Another solution6 is to use a number of small Zig-Zag transformers to reduce the neutral current. This is attractive for the following reasons: relatively low cost, simplicity, ease of installation on existing distribution systems, ability to keep neutral currents local thus eliminating the need for larger neutral wires, and the ability to improve the fundamental load current balance as well.

FIELD TEST 1

A site plagued by harmonics, which required investigation, was the 208 V, 3 phase, 60 Hz AC distribution for the second floor of the DO movable counting house. The counting house has many 5 Vdc and 15 Vdc switch mode power supplies connected to the 120 Vat line. The symptoms were as follows: the 150 KVA (480-208Y/120 V) distribution transformer located on top of the counting house ran very hot. The conduit that contained the transformer secondary wires was also hot. In order to find the cause, we measured phase and neutral currents at the two Panelboards fed by the transformer. The currents were

-2-

measured with a BMI PowerScope (the BMI PowerScope plots the current waveforms, analyzes the waveform for harmonic content and charts the spectrum analysis of the first 33 harmonics).
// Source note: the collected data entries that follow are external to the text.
//! Typed errors for the sourcing library.
//!
//! Uses `thiserror` for library errors (not `anyhow`) to provide
//! strongly-typed, composable error handling. Request-level failures
//! (`SearchError`) abort a search; per-source failures (`SourceError`)
//! are always recovered locally and surfaced in result metadata.

use serde::{Deserialize, Serialize};
use thiserror::Error;

/// Errors that abort an entire search request.
#[derive(Debug, Error)]
pub enum SearchError {
    /// Malformed request, rejected before any I/O.
    #[error("invalid request: {reason}")]
    InvalidRequest { reason: String },

    /// Every plugin was unhealthy or circuit-open before dispatch.
    #[error("no sources available to serve this request")]
    NoAvailableSources,

    /// The merge produced an impossible count. Should never occur.
    #[error("deduplication invariant violated: {reason}")]
    DedupInvariant { reason: String },
}

/// Errors raised by a single source plugin.
///
/// These never propagate out of a search; they are classified, recorded
/// in `SearchMetadata::errors`, and the remaining sources continue.
#[derive(Debug, Clone, Error)]
pub enum SourceError {
    /// The plugin exceeded its allotted time.
    #[error("timed out: {0}")]
    Timeout(String),

    /// Transport-level failure talking to the upstream provider.
    #[error("network error: {0}")]
    Network(String),

    /// The upstream provider rejected our credentials.
    #[error("authentication failed: {0}")]
    Authentication(String),

    /// The upstream provider throttled us.
    #[error("rate limited: {0}")]
    RateLimit(String),

    /// Anything else, verbatim.
    #[error("{0}")]
    Other(String),
}

impl From<reqwest::Error> for SourceError {
    fn from(err: reqwest::Error) -> Self {
        if err.is_timeout() {
            SourceError::Timeout(err.to_string())
        } else if err.is_connect() {
            SourceError::Network(err.to_string())
        } else {
            SourceError::Other(err.to_string())
        }
    }
}

/// Failure reported by the persistence collaborator.
///
/// Persistence failures are logged and counted but never abort a search.
#[derive(Debug, Error)]
pub enum SinkError {
    #[error("storage error: {0}")]
    Storage(String),
}

/// Classification bucket for a per-source error.
///
/// Derived purely from message content, for observability. Classification
/// never changes circuit breaker transitions.
#[derive(Debug, Clone, Copy, PartialEq, Eq, Serialize, Deserialize)]
#[serde(rename_all = "snake_case")]
pub enum ErrorKind {
    Timeout,
    Network,
    Authentication,
    RateLimit,
    Unknown,
}

impl std::fmt::Display for ErrorKind {
    fn fmt(&self, f: &mut std::fmt::Formatter<'_>) -> std::fmt::Result {
        let label = match self {
            ErrorKind::Timeout => "timeout",
            ErrorKind::Network => "network",
            ErrorKind::Authentication => "authentication",
            ErrorKind::RateLimit => "rate_limit",
            ErrorKind::Unknown => "unknown",
        };
        f.write_str(label)
    }
}

/// Result type alias for request-level operations.
pub type Result<T> = std::result::Result<T, SearchError>;

/// Result type alias for per-source operations.
pub type SourceResult<T> = std::result::Result<T, SourceError>;
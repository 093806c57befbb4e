//! Inbound search requests.

use serde::{Deserialize, Serialize};

use crate::error::SearchError;

/// Longest query we accept, in characters.
pub const MAX_QUERY_LEN: usize = 512;

/// Largest result limit a caller may request.
pub const MAX_RESULT_LIMIT: usize = 100;

/// A candidate search request.
///
/// Validated before any I/O happens; an invalid request fails fast with
/// [`SearchError::InvalidRequest`].
#[derive(Debug, Clone, Serialize, Deserialize)]
pub struct SearchRequest {
    /// Free-text query, e.g. "senior React developer in Berlin".
    pub query: String,

    /// Optional location hint, merged with locations found in the query.
    pub location: Option<String>,

    /// Post-ranking filters.
    #[serde(default)]
    pub filters: SearchFilters,

    /// Source names to search. Empty means "all registered sources".
    #[serde(default)]
    pub sources: Vec<String>,

    /// Maximum number of ranked candidates to return.
    pub limit: usize,
}

impl SearchRequest {
    /// Create a request with default limit and no filters.
    pub fn new(query: impl Into<String>) -> Self {
        Self {
            query: query.into(),
            location: None,
            filters: SearchFilters::default(),
            sources: vec![],
            limit: 25,
        }
    }

    /// Set the location hint.
    pub fn with_location(mut self, location: impl Into<String>) -> Self {
        self.location = Some(location.into());
        self
    }

    /// Restrict the search to specific sources.
    pub fn with_sources(mut self, sources: impl IntoIterator<Item = impl Into<String>>) -> Self {
        self.sources = sources.into_iter().map(|s| s.into()).collect();
        self
    }

    /// Set the result limit.
    pub fn with_limit(mut self, limit: usize) -> Self {
        self.limit = limit;
        self
    }

    /// Set post-ranking filters.
    pub fn with_filters(mut self, filters: SearchFilters) -> Self {
        self.filters = filters;
        self
    }

    /// Reject malformed requests before any I/O.
    pub fn validate(&self) -> Result<(), SearchError> {
        let trimmed = self.query.trim();
        if trimmed.is_empty() {
            return Err(SearchError::InvalidRequest {
                reason: "query must not be empty".into(),
            });
        }
        if trimmed.chars().count() > MAX_QUERY_LEN {
            return Err(SearchError::InvalidRequest {
                reason: format!("query exceeds {MAX_QUERY_LEN} characters"),
            });
        }
        if self.limit == 0 || self.limit > MAX_RESULT_LIMIT {
            return Err(SearchError::InvalidRequest {
                reason: format!("limit must be between 1 and {MAX_RESULT_LIMIT}"),
            });
        }
        Ok(())
    }
}

/// Filters applied to the ranked candidate list.
///
/// - `min_score` drops candidates below an overall score.
/// - `skills` keeps candidates sharing at least one listed skill.
/// - `active_within_days` keeps candidates seen active inside the window;
///   candidates with no known activity are dropped when this is set.
#[derive(Debug, Clone, Default, Serialize, Deserialize)]
pub struct SearchFilters {
    pub min_score: Option<u8>,

    #[serde(default)]
    pub skills: Vec<String>,

    pub active_within_days: Option<u32>,
}

impl SearchFilters {
    /// Create an empty filter set (matches everything).
    pub fn new() -> Self {
        Self::default()
    }

    /// Set a minimum overall score.
    pub fn with_min_score(mut self, score: u8) -> Self {
        self.min_score = Some(score);
        self
    }

    /// Require at least one of these skills.
    pub fn with_skills(mut self, skills: impl IntoIterator<Item = impl Into<String>>) -> Self {
        self.skills = skills.into_iter().map(|s| s.into()).collect();
        self
    }

    /// Require activity within the last `days` days.
    pub fn with_recency(mut self, days: u32) -> Self {
        self.active_within_days = Some(days);
        self
    }

    /// True when no filter is set.
    pub fn is_empty(&self) -> bool {
        self.min_score.is_none() && self.skills.is_empty() && self.active_within_days.is_none()
    }
}

#[cfg(test)]
mod tests {
    use super::*;

    #[test]
    fn test_valid_request() {
        let request = SearchRequest::new("React developer").with_limit(10);
        assert!(request.validate().is_ok());
    }

    #[test]
    fn test_empty_query_rejected() {
        let request = SearchRequest::new("   ");
        assert!(matches!(
            request.validate(),
            Err(SearchError::InvalidRequest { .. })
        ));
    }

    #[test]
    fn test_oversized_query_rejected() {
        let request = SearchRequest::new("x".repeat(MAX_QUERY_LEN + 1));
        assert!(request.validate().is_err());
    }

    #[test]
    fn test_limit_bounds() {
        assert!(SearchRequest::new("rust").with_limit(0).validate().is_err());
        assert!(SearchRequest::new("rust")
            .with_limit(MAX_RESULT_LIMIT + 1)
            .validate()
            .is_err());
        assert!(SearchRequest::new("rust")
            .with_limit(MAX_RESULT_LIMIT)
            .validate()
            .is_ok());
    }
}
The neutral current value was 215 A RMS with 554.3% of total harmonic distortion (THD). The phase current was about 140 A RMS with a THD of about 70%. All three phase currents were balanced within 20%. The prevailing harmonic was the third harmonic. As a matter of fact, the neutral carried an almost pure third harmonic current (see Fig. 1 and 2). In order to investigate the source of the distortion further we measured the rack currents. Rack M215 was found to be one of the most heavily loaded racks with a neutral current of 32.5 A RMS and a THD of 261%. The phase currents ranged from 24.3 A (phase A) to 22.9 A (phase B) to 10.9A (phase C ). The THD of the phase current varied from 69.6% to 82.1% (see Fig. 5 - 8). The rack load was made up mostly of 4 - 1OOOW and 1 - 500 W switch mode power supplies. This arrangement of supplies per rack made it impossible to balance the load on each branch circuit.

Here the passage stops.